Cuando se habla de disminuir efectivos en nuestras desproporcionadas Fuerzas Armadas (o de desmantelarlas por completo porque qué servicio nos brindan realmente), o de cerrar instituciones absurdas como el Ministerio de la Juventud, entre muchas otras, o de reducir drásticamente la nómina estatal, el argumento que se presenta es qué hacer con todas esas personas que quedarían desempleadas de repente.

Analizarlo de este modo es concentrarse en un solo lado de la moneda. Porque si bien es cierto que toda esa gente quedaría sin un cargo, también es cierto que con el tiempo no les quedaría más remedio que reinventarse y pasar de ser una carga a ser personas productivas.

Una vez librado de mantener a un ejército de burócratas, el Gobierno podría bajarles los impuestos a los que con su trabajo han financiado su existencia. Esto dinamizaría la economía y generaría nuevos empleos. Mucho más aún si los burócratas que se eliminan son los reguladores y fiscalizadores que se la pasan entorpeciendo las labores de las empresas.
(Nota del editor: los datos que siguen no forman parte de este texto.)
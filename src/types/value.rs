use chrono::{DateTime, FixedOffset, NaiveDate, NaiveDateTime, NaiveTime, Timelike, Utc};
use rust_decimal::Decimal;
use std::any::Any;
use std::fmt;
use std::sync::Arc;
use uuid::Uuid;

use crate::types::Category;

/// A coerced value. Built-in defaults land in the typed variants, caller
/// overrides land in `Custom`.
#[derive(Debug, Clone, PartialEq)]
pub enum Value {
    /// SQL NULL, remembering whether it stood for a scalar, an array or a row
    Null(Category),
    Bool(bool),
    Int2(i16),
    Int4(i32),
    Int8(i64),
    Oid(u32),
    Float4(f32),
    Float8(f64),
    Numeric(Decimal),
    Money(Decimal),
    Text(String),
    Bytea(Vec<u8>),
    Uuid(Uuid),
    Json(serde_json::Value),
    Date(NaiveDate),
    Time(NaiveTime),
    TimeTz(NaiveTime, FixedOffset),
    Timestamp(NaiveDateTime),
    Timestamptz(DateTime<Utc>),
    Interval(Interval),
    Sequence(Vec<Value>),
    Record(Record),
    Custom(CustomValue),
}

impl Value {
    pub fn is_null(&self) -> bool {
        matches!(self, Value::Null(_))
    }

    pub fn category(&self) -> Category {
        match self {
            Value::Null(category) => *category,
            Value::Sequence(_) => Category::Sequence,
            Value::Record(_) => Category::Record,
            _ => Category::Scalar,
        }
    }

    pub fn as_str(&self) -> Option<&str> {
        match self {
            Value::Text(s) => Some(s),
            _ => None,
        }
    }

    pub fn as_i64(&self) -> Option<i64> {
        match self {
            Value::Int2(v) => Some(i64::from(*v)),
            Value::Int4(v) => Some(i64::from(*v)),
            Value::Int8(v) => Some(*v),
            Value::Oid(v) => Some(i64::from(*v)),
            _ => None,
        }
    }

    pub fn as_sequence(&self) -> Option<&[Value]> {
        match self {
            Value::Sequence(items) => Some(items),
            _ => None,
        }
    }

    pub fn as_record(&self) -> Option<&Record> {
        match self {
            Value::Record(record) => Some(record),
            _ => None,
        }
    }

    /// Borrow the object an override produced, if it is a `T`
    pub fn downcast_ref<T: Any>(&self) -> Option<&T> {
        match self {
            Value::Custom(custom) => custom.downcast_ref(),
            _ => None,
        }
    }

    /// The text the server would send for this scalar in text format.
    /// `None` for NULL, arrays, composites and override-built objects.
    pub fn to_pg_text(&self) -> Option<String> {
        let text = match self {
            Value::Bool(b) => if *b { "t" } else { "f" }.to_string(),
            Value::Int2(v) => v.to_string(),
            Value::Int4(v) => v.to_string(),
            Value::Int8(v) => v.to_string(),
            Value::Oid(v) => v.to_string(),
            Value::Float4(v) => float_text(f64::from(*v), v.to_string()),
            Value::Float8(v) => float_text(*v, v.to_string()),
            Value::Numeric(d) => d.to_string(),
            Value::Money(d) => money_text(d),
            Value::Text(s) => s.clone(),
            Value::Bytea(bytes) => format!("\\x{}", hex::encode(bytes)),
            Value::Uuid(u) => u.to_string(),
            Value::Json(json) => json.to_string(),
            Value::Date(d) => d.format("%Y-%m-%d").to_string(),
            Value::Time(t) => clock_text(t),
            Value::TimeTz(t, offset) => format!("{}{}", clock_text(t), offset_text(offset)),
            Value::Timestamp(ts) => format!("{} {}", ts.date().format("%Y-%m-%d"), clock_text(&ts.time())),
            Value::Timestamptz(ts) => {
                let naive = ts.naive_utc();
                format!("{} {}+00", naive.date().format("%Y-%m-%d"), clock_text(&naive.time()))
            }
            Value::Interval(interval) => interval.to_string(),
            Value::Null(_) | Value::Sequence(_) | Value::Record(_) | Value::Custom(_) => return None,
        };
        Some(text)
    }
}

fn float_text(value: f64, rendered: String) -> String {
    if value.is_infinite() {
        if value > 0.0 { "Infinity" } else { "-Infinity" }.to_string()
    } else {
        rendered
    }
}

fn clock_text(time: &NaiveTime) -> String {
    let mut text = time.format("%H:%M:%S").to_string();
    let micros = (time.nanosecond() / 1_000).min(999_999);
    if micros != 0 {
        let frac = format!("{micros:06}");
        text.push('.');
        text.push_str(frac.trim_end_matches('0'));
    }
    text
}

fn offset_text(offset: &FixedOffset) -> String {
    let east = offset.local_minus_utc();
    let sign = if east < 0 { '-' } else { '+' };
    let east = east.unsigned_abs();
    let (hours, minutes, seconds) = (east / 3600, (east / 60) % 60, east % 60);
    match (minutes, seconds) {
        (0, 0) => format!("{sign}{hours:02}"),
        (_, 0) => format!("{sign}{hours:02}:{minutes:02}"),
        _ => format!("{sign}{hours:02}:{minutes:02}:{seconds:02}"),
    }
}

fn money_text(amount: &Decimal) -> String {
    let rounded = amount.round_dp(2);
    let negative = rounded.is_sign_negative() && !rounded.is_zero();
    let plain = format!("{:.2}", rounded.abs());
    let (whole, cents) = plain.split_once('.').unwrap_or((plain.as_str(), "00"));

    let mut grouped = String::with_capacity(whole.len() + whole.len() / 3);
    for (i, digit) in whole.chars().enumerate() {
        if i > 0 && (whole.len() - i) % 3 == 0 {
            grouped.push(',');
        }
        grouped.push(digit);
    }
    format!("{}${grouped}.{cents}", if negative { "-" } else { "" })
}

/// Ordered field name to value mapping produced for a composite
#[derive(Debug, Clone, PartialEq, Default)]
pub struct Record {
    fields: Vec<(String, Value)>,
}

impl Record {
    pub fn new() -> Self {
        Self::default()
    }

    pub fn with_capacity(capacity: usize) -> Self {
        Self {
            fields: Vec::with_capacity(capacity),
        }
    }

    pub(crate) fn push(&mut self, name: impl Into<String>, value: Value) {
        self.fields.push((name.into(), value));
    }

    pub fn len(&self) -> usize {
        self.fields.len()
    }

    pub fn is_empty(&self) -> bool {
        self.fields.is_empty()
    }

    pub fn get(&self, name: &str) -> Option<&Value> {
        self.fields.iter().find(|(n, _)| n == name).map(|(_, v)| v)
    }

    /// Positional access, 0-based
    pub fn get_index(&self, index: usize) -> Option<&Value> {
        self.fields.get(index).map(|(_, v)| v)
    }

    pub fn names(&self) -> impl Iterator<Item = &str> {
        self.fields.iter().map(|(n, _)| n.as_str())
    }

    pub fn values(&self) -> impl Iterator<Item = &Value> {
        self.fields.iter().map(|(_, v)| v)
    }

    pub fn iter(&self) -> impl Iterator<Item = (&str, &Value)> {
        self.fields.iter().map(|(n, v)| (n.as_str(), v))
    }

    pub fn into_values(self) -> Vec<Value> {
        self.fields.into_iter().map(|(_, v)| v).collect()
    }
}

impl FromIterator<(String, Value)> for Record {
    fn from_iter<I: IntoIterator<Item = (String, Value)>>(iter: I) -> Self {
        Self {
            fields: iter.into_iter().collect(),
        }
    }
}

/// PostgreSQL interval: months and days are kept apart from the clock part
/// because their length depends on the calendar.
#[derive(Debug, Clone, Copy, PartialEq, Eq, Hash, Default)]
pub struct Interval {
    pub months: i32,
    pub days: i32,
    pub microseconds: i64,
}

impl Interval {
    pub fn new(months: i32, days: i32, microseconds: i64) -> Self {
        Self {
            months,
            days,
            microseconds,
        }
    }
}

impl fmt::Display for Interval {
    /// Renders in the `postgres` IntervalStyle
    fn fmt(&self, f: &mut fmt::Formatter<'_>) -> fmt::Result {
        let mut parts: Vec<String> = Vec::new();
        let years = self.months / 12;
        let months = self.months % 12;
        if years != 0 {
            parts.push(format!("{years} year{}", if years == 1 { "" } else { "s" }));
        }
        if months != 0 {
            parts.push(format!("{months} mon{}", if months == 1 { "" } else { "s" }));
        }
        if self.days != 0 {
            parts.push(format!("{} day{}", self.days, if self.days == 1 { "" } else { "s" }));
        }
        if self.microseconds != 0 || parts.is_empty() {
            let sign = if self.microseconds < 0 { "-" } else { "" };
            let total = self.microseconds.unsigned_abs();
            let hours = total / 3_600_000_000;
            let minutes = (total / 60_000_000) % 60;
            let seconds = (total / 1_000_000) % 60;
            let micros = total % 1_000_000;
            let mut clock = format!("{sign}{hours:02}:{minutes:02}:{seconds:02}");
            if micros != 0 {
                let frac = format!("{micros:06}");
                clock.push('.');
                clock.push_str(frac.trim_end_matches('0'));
            }
            parts.push(clock);
        }
        f.write_str(&parts.join(" "))
    }
}

/// Object-safe view of whatever an override factory produced.
///
/// Implemented for every `Debug + PartialEq + Send + Sync + 'static` type, so
/// factories can return plain Rust values.
pub trait CustomObject: Any + fmt::Debug + Send + Sync {
    fn as_any(&self) -> &dyn Any;

    fn eq_dyn(&self, other: &dyn CustomObject) -> bool;
}

impl<T> CustomObject for T
where
    T: Any + fmt::Debug + PartialEq + Send + Sync,
{
    fn as_any(&self) -> &dyn Any {
        self
    }

    fn eq_dyn(&self, other: &dyn CustomObject) -> bool {
        other
            .as_any()
            .downcast_ref::<T>()
            .is_some_and(|other| self == other)
    }
}

/// An override-constructed object, tagged with the target type that built it
#[derive(Debug, Clone)]
pub struct CustomValue {
    target: Arc<str>,
    object: Arc<dyn CustomObject>,
}

impl CustomValue {
    pub fn new<T: CustomObject>(target: impl Into<Arc<str>>, object: T) -> Self {
        Self {
            target: target.into(),
            object: Arc::new(object),
        }
    }

    /// Name of the target type whose factory produced this object
    pub fn target(&self) -> &str {
        &self.target
    }

    pub fn downcast_ref<T: Any>(&self) -> Option<&T> {
        self.object.as_any().downcast_ref::<T>()
    }

    pub fn is<T: Any>(&self) -> bool {
        self.downcast_ref::<T>().is_some()
    }
}

impl PartialEq for CustomValue {
    fn eq(&self, other: &Self) -> bool {
        self.target == other.target && self.object.eq_dyn(other.object.as_ref())
    }
}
La sociedad en su conjunto estaría mejor.

Obviamente se eliminaría solo el exceso de funcionarios y empleados públicos. Porque los hay sin duda que desempeñan un rol sumamente necesario para el bienestar de una nación: los bomberos, los que recogen la basura, los que limpian las calles, los que garantizan una atmósfera de orden y justicia.

Esta es una invitación a un análisis racional sobre lo que sobra en el Gobierno. Ojalá alguien tenga la valentía (y el desinterés proselitista) de proceder en consecuencia. Les ahorraría una pérdida de tiempo valioso a tantas personas que creen que porque tienen un cargo de este tipo están siendo útiles a la sociedad. Les quitaría de la cabeza la fantasía de que trabajan e iluminaría sus pasos hacia un camino más productivo.

Aligeraría además las tantas cargas que tienen que afrontar los que sí están aportando a la prosperidad de su país. Y de paso, nos quitaría a muchos la indignación que sentimos ante tanto desperdicio.